2 Muitos trabalhos de Laura Lima envolvem o corpo humano, mas também envolvem animais vivos como pombas, vacas e faisões. Estes últimos foram utilizados na obra que apresentou na exposição “Alegoria barroca na arte brasileira”, no CCBB, Rio de Janeiro, 2005. Muitos trabalhos não apresentam o corpo nu, ao contrário, ela usa o corpo como suporte para roupas especialmente criadas por ela, ou outros recursos como a maquiagem na exposição “To age”, realizada no Chapter Art Centre, em Cardiff (2004), em que todas as pessoas que trabalhavam na instituição foram envelhecidas como recursos de maquiagem. O que interessa à artista é trabalhar com o corpo como o limite irredutível do real. Especificamente sobre o trabalho To age ver texto de Fernando Cocchiarale no folder “Instâncias/To age de Laura Lima”, Chapter Art Centre, Cardiff, País de Gales, 2004.
3 BASBAUM, Ricardo. A artista como predadora. TRANS 2000. Junho de 2000.
4 Jogo aberto, performance realizada por Claudia Bakker e Cristina Pape, na exposição “Orlândia”, Rio de Janeiro, 2001. A performance consistia num jogo de biriba em que uma artista jogava no jogo da outra. A jogadora não podia ver as cartas da própria mão, que estavam viradas para a opositora, o que permitia que uma jogasse no jogo da outra. Ao mesmo tempo era servido um peixe assado e vinho para que as artistas e o público, que acompanhava o jogo, pudessem comer e beber.
5 O mágico nu (2008-2010), obra apresentada na exposição “Grande”, Casa França-Brasil, Rio de Janeiro, 2010. Nesta obra o mágico tinha as mangas arregaçadas para mostrar que não havia nenhum truque escondido na manga. É uma imagem alegórica do artista, e Felipe Scovino faz uma análise instigante e precisa desta e das outras obras que participaram da exposição no texto do catálogo “Arquitetura de pele”.
6 Há uma declaração de Laura Lima, em uma entrevista feita por Felipe Scovino para o folder da exposição “Grande” (Casa França- Brasil, op. cit.), em que ela aborda a questão de quem pertence o olhar, que reforça a minha percepção de como a artista constitui a imagem na sua obra: estamos sempre presentes na paisagem, se olhamos contemplativamente o olhar pertence a ela. Neste aspecto, os nômades sugerem estar diante e estar por detrás, sermos nelas e sermos elas […] nômades sempre se deslocam em paisagens e são paisagem, nômades tempestade, nômades calmaria, nômades desertos, nômades sombras e floresta. Paisagens com temperamento.
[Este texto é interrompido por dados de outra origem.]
//! Quiz collection validation

use super::validation::{optional_text, required_text};
use super::ValidationError;

const MAX_TITLE_LEN: usize = 256;
const MAX_DESCRIPTION_LEN: usize = 2048;
const MAX_DIFFICULTY_LEN: usize = 32;

/// Free-form difficulty label
#[derive(Debug, Clone, PartialEq, Eq)]
pub struct Difficulty(String);

impl Difficulty {
    pub const DEFAULT: &'static str = "Medium";

    pub fn new(s: &str) -> Result<Self, ValidationError> {
        required_text("difficulty", s, MAX_DIFFICULTY_LEN).map(Self)
    }

    pub fn as_str(&self) -> &str {
        &self.0
    }
}

impl Default for Difficulty {
    fn default() -> Self {
        Self(Self::DEFAULT.to_owned())
    }
}

/// Validated fields of a collection about to be created.
#[derive(Debug, Clone, PartialEq, Eq)]
pub struct NewCollection {
    pub title: String,
    pub description: String,
    pub difficulty: Difficulty,
    pub category_id: i64,
}

impl NewCollection {
    /// Validate collection fields. A missing difficulty becomes `"Medium"`.
    ///
    /// # Example
    /// ```
    /// use quizdeck_server::models::NewCollection;
    ///
    /// let c = NewCollection::new("Capitals", "Europe", None, 1).unwrap();
    /// assert_eq!(c.difficulty.as_str(), "Medium");
    /// ```
    pub fn new(
        title: &str,
        description: &str,
        difficulty: Option<&str>,
        category_id: i64,
    ) -> Result<Self, ValidationError> {
        Ok(Self {
            title: required_text("title", title, MAX_TITLE_LEN)?,
            description: optional_text("description", description, MAX_DESCRIPTION_LEN)?,
            difficulty: difficulty.map(Difficulty::new).transpose()?.unwrap_or_default(),
            category_id,
        })
    }
}

/// Partial update of a collection's own fields.
#[derive(Debug, Clone, Default, PartialEq, Eq)]
pub struct CollectionPatch {
    pub title: Option<String>,
    pub description: Option<String>,
    pub difficulty: Option<Difficulty>,
    pub category_id: Option<i64>,
}

impl CollectionPatch {
    pub fn new(
        title: Option<&str>,
        description: Option<&str>,
        difficulty: Option<&str>,
        category_id: Option<i64>,
    ) -> Result<Self, ValidationError> {
        Ok(Self {
            title: title
                .map(|t| required_text("title", t, MAX_TITLE_LEN))
                .transpose()?,
            description: description
                .map(|d| optional_text("description", d, MAX_DESCRIPTION_LEN))
                .transpose()?,
            difficulty: difficulty.map(Difficulty::new).transpose()?,
            category_id,
        })
    }
}

#[cfg(test)]
mod tests {
    use super::*;

    #[test]
    fn difficulty_defaults_to_medium() {
        let c = NewCollection::new("Capitals", "", None, 1).unwrap();
        assert_eq!(c.difficulty.as_str(), "Medium");
        assert_eq!(c.description, "");
    }

    #[test]
    fn difficulty_is_free_form() {
        let c = NewCollection::new("Capitals", "", Some("Brutal"), 1).unwrap();
        assert_eq!(c.difficulty.as_str(), "Brutal");
    }

    #[test]
    fn blank_difficulty_is_rejected() {
        let err = NewCollection::new("Capitals", "", Some(" "), 1).unwrap_err();
        assert_eq!(err, ValidationError::Empty { field: "difficulty" });
    }

    #[test]
    fn title_required() {
        let err = NewCollection::new("", "desc", None, 1).unwrap_err();
        assert_eq!(err, ValidationError::Empty { field: "title" });
    }

    #[test]
    fn description_max_length() {
        let long = "d".repeat(2049);
        let err = NewCollection::new("t", &long, None, 1).unwrap_err();
        assert!(matches!(err, ValidationError::TooLong { max: 2048, .. }));
    }

    #[test]
    fn patch_keeps_absent_fields_empty() {
        let patch = CollectionPatch::new(None, Some("new"), None, None).unwrap();
        assert!(patch.title.is_none());
        assert_eq!(patch.description.as_deref(), Some("new"));
        assert!(patch.difficulty.is_none());
    }
}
7 DELEUZE, Gilles e GUATTARI, Félix. O que é a filosofia? 2ª ed. Trad. Bento Prado Júnior e Alberto Alonso Muñoz. São Paulo: 34, 1997. Termo cunhado pelos autores para definir o que é uma obra de arte e sua percepção. Ver especialmente capítulo intitulado “Afecto, percepto e conceito”.
8 DELEUZE, Gilles e GUATARRI, Félix. O que é a filosofia? Op. cit., p. 223.
9 FOUCAULT, Michel. As palavras e as coisas, uma arqueologia das ciências humanas. Trad. António Ramos Rosa. São Paulo: Martins Fontes, s/d.
10 BERGSON, Henri. A energia espiritual. Trad. Rosemary Costhek Abílio. São Paulo: Martins Fontes, 2009.